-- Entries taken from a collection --
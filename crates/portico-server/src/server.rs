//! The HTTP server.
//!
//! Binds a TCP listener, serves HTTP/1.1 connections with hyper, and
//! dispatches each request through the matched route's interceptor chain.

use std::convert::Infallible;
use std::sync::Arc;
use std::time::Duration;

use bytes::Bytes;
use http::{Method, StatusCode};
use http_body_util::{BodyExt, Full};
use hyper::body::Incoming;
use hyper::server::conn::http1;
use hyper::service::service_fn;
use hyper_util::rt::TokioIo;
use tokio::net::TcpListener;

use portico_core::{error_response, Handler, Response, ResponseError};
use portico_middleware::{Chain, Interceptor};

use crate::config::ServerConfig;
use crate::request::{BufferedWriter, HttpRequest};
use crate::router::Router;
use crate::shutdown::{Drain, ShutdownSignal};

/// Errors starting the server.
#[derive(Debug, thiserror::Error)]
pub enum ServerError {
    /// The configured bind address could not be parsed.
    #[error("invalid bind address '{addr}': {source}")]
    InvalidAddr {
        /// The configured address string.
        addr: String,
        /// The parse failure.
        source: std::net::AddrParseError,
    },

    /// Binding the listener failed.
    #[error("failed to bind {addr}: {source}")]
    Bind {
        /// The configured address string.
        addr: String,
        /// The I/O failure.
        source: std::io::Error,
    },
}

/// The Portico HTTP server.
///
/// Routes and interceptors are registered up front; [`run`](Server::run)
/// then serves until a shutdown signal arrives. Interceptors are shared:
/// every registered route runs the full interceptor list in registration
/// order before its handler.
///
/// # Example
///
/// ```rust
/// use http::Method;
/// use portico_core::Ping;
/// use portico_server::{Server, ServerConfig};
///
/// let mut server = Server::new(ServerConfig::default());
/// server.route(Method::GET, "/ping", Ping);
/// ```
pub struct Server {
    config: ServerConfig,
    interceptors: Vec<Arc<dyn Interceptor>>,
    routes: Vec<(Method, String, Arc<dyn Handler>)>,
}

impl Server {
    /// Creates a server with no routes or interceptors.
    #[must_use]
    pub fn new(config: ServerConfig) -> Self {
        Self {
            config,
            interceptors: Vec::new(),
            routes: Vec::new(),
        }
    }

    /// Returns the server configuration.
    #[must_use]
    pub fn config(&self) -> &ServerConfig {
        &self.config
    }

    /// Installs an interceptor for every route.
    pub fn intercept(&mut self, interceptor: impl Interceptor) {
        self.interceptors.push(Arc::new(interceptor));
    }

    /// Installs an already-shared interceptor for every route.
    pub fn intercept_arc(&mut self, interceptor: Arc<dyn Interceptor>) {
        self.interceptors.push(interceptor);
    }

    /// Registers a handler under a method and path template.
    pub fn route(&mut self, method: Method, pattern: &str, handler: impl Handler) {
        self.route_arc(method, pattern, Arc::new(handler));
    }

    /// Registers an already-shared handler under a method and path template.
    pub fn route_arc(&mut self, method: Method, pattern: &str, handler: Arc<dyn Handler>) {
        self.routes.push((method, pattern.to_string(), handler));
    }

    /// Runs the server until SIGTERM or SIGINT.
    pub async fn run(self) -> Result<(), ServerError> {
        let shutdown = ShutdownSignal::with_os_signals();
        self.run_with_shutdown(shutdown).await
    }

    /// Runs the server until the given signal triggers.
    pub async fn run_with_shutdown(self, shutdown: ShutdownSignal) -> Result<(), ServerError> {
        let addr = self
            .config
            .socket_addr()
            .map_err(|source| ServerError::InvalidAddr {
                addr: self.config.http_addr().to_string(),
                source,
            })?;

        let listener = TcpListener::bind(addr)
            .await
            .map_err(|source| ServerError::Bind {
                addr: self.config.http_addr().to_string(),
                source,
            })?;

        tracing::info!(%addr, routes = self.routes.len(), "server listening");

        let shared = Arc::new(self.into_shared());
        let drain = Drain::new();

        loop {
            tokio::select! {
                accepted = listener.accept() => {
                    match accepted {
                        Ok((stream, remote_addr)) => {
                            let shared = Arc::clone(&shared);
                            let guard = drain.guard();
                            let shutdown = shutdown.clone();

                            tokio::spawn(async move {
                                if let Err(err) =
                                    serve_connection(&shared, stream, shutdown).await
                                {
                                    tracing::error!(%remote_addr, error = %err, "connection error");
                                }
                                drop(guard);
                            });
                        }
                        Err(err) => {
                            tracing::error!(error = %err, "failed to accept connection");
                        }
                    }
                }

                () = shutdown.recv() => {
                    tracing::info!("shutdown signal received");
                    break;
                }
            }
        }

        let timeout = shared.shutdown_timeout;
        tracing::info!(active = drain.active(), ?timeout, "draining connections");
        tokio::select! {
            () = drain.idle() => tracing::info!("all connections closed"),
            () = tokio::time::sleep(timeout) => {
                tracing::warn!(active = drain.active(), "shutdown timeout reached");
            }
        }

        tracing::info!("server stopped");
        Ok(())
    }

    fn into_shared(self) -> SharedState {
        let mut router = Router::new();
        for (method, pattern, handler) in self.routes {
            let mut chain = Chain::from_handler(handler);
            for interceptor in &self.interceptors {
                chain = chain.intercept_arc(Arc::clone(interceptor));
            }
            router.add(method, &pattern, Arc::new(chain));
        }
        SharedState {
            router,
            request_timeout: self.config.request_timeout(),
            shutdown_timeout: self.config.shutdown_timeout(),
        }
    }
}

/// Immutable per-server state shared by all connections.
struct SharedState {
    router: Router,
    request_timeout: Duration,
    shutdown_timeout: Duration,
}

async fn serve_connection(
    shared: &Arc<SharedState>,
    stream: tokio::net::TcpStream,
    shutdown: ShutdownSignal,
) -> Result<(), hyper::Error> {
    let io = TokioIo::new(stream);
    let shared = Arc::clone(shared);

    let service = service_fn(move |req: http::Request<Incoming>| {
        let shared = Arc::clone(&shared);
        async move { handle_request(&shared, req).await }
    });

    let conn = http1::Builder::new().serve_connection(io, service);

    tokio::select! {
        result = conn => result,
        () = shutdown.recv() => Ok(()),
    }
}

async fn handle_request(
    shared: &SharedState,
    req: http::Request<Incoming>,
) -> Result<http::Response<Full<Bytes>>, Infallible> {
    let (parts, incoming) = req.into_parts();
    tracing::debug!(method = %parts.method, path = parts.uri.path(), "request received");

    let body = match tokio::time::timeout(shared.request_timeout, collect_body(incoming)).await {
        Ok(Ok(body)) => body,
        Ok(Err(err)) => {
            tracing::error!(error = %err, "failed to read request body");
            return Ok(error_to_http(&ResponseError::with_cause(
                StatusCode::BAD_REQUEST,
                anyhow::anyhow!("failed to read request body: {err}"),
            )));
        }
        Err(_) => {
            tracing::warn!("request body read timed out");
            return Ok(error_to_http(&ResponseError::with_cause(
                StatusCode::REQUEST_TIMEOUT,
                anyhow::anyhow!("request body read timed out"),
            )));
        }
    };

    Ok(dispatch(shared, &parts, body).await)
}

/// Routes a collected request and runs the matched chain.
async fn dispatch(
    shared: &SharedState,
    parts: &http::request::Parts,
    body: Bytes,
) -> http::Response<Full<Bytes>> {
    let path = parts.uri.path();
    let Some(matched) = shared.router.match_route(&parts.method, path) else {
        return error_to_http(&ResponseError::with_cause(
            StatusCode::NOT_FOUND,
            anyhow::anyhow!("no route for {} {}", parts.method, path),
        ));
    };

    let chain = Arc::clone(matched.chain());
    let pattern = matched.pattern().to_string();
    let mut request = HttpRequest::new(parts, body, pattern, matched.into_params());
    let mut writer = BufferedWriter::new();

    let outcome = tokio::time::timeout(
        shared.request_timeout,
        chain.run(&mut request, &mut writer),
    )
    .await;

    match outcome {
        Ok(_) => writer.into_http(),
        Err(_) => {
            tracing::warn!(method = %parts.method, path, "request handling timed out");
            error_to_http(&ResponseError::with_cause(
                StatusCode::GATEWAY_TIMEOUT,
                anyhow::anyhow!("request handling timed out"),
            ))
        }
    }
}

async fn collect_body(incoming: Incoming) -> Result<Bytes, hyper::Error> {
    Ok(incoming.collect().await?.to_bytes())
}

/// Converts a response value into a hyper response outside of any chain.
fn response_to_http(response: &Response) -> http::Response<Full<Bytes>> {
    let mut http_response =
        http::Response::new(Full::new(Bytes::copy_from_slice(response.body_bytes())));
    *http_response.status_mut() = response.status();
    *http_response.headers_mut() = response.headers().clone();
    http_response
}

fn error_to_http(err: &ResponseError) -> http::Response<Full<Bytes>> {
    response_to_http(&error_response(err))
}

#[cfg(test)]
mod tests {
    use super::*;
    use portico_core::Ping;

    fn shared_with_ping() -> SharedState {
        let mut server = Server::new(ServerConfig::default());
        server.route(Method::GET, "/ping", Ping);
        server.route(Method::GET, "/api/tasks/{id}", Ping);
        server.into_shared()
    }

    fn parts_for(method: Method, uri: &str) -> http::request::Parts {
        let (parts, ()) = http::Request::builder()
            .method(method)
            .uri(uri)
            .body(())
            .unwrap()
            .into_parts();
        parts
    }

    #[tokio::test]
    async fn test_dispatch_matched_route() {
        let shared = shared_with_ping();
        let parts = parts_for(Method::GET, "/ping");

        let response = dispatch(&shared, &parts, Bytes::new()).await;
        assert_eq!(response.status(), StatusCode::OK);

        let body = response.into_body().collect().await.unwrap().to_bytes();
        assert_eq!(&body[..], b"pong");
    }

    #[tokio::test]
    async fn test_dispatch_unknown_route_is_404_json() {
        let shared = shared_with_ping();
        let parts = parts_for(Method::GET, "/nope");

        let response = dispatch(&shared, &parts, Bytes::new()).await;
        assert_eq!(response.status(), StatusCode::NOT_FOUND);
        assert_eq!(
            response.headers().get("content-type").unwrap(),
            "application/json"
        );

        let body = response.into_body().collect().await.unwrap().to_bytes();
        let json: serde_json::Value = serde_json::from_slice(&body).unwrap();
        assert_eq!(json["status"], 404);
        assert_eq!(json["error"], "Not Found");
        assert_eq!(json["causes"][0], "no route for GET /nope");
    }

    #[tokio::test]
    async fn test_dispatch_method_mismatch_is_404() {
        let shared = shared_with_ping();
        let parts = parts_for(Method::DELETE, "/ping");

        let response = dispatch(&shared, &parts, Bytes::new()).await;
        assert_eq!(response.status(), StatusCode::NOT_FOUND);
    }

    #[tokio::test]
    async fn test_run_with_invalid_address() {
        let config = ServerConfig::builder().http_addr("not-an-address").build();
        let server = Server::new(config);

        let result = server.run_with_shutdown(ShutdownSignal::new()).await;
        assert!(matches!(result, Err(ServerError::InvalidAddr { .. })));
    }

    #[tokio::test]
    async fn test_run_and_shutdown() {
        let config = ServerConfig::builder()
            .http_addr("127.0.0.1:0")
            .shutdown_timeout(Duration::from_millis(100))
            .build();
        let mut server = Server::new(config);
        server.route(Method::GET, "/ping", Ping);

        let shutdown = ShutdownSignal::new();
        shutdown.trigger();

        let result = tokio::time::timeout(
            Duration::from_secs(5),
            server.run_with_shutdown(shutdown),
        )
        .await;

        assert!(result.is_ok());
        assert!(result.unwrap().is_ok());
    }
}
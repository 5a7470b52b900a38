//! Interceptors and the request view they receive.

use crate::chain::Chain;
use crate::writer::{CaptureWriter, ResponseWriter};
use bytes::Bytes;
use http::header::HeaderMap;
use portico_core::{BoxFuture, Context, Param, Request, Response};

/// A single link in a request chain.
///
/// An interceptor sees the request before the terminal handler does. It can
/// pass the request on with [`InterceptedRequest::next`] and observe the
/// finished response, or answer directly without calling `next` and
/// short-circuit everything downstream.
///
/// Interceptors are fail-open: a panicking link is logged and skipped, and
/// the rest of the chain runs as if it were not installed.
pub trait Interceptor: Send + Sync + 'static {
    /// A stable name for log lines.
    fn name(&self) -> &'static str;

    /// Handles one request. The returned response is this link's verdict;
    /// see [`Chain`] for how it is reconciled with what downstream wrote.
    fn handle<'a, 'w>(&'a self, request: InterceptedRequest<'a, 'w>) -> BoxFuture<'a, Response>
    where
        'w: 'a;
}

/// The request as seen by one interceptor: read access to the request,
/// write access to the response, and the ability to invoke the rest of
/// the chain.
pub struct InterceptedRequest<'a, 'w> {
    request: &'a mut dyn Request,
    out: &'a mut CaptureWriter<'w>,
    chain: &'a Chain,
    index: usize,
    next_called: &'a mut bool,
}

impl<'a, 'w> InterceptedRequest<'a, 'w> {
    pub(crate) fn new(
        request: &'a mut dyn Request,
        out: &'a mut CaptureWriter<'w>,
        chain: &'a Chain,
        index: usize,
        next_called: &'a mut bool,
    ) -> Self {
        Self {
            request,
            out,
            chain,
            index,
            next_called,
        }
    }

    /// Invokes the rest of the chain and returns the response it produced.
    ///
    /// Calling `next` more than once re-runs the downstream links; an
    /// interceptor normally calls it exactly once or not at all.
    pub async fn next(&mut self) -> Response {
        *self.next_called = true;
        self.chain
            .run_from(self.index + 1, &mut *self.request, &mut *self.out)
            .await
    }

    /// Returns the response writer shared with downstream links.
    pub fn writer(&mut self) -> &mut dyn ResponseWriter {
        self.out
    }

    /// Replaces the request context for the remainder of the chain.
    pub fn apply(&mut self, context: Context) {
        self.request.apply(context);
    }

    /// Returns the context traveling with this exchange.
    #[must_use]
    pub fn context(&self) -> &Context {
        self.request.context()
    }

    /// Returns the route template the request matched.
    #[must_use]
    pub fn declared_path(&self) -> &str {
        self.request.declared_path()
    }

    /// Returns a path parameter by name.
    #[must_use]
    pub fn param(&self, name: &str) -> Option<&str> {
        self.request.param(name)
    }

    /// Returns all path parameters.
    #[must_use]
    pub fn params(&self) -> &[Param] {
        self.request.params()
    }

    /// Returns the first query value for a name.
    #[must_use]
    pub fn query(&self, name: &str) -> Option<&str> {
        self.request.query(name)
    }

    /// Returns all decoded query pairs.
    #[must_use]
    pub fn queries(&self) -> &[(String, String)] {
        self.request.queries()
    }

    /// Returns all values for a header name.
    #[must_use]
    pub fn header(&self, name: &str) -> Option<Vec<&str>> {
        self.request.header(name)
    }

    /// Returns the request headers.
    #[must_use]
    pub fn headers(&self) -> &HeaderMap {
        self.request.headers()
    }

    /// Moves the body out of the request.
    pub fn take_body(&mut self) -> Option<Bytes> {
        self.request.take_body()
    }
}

-- What the exercise asks --
Filter the entries above down to the lines that contain the word "anyhow".

-- Result for this task --
                anyhow::anyhow!("failed to read request body: {err}"),
                anyhow::anyhow!("request body read timed out"),
            anyhow::anyhow!("no route for {} {}", parts.method, path),
                anyhow::anyhow!("request handling timed out"),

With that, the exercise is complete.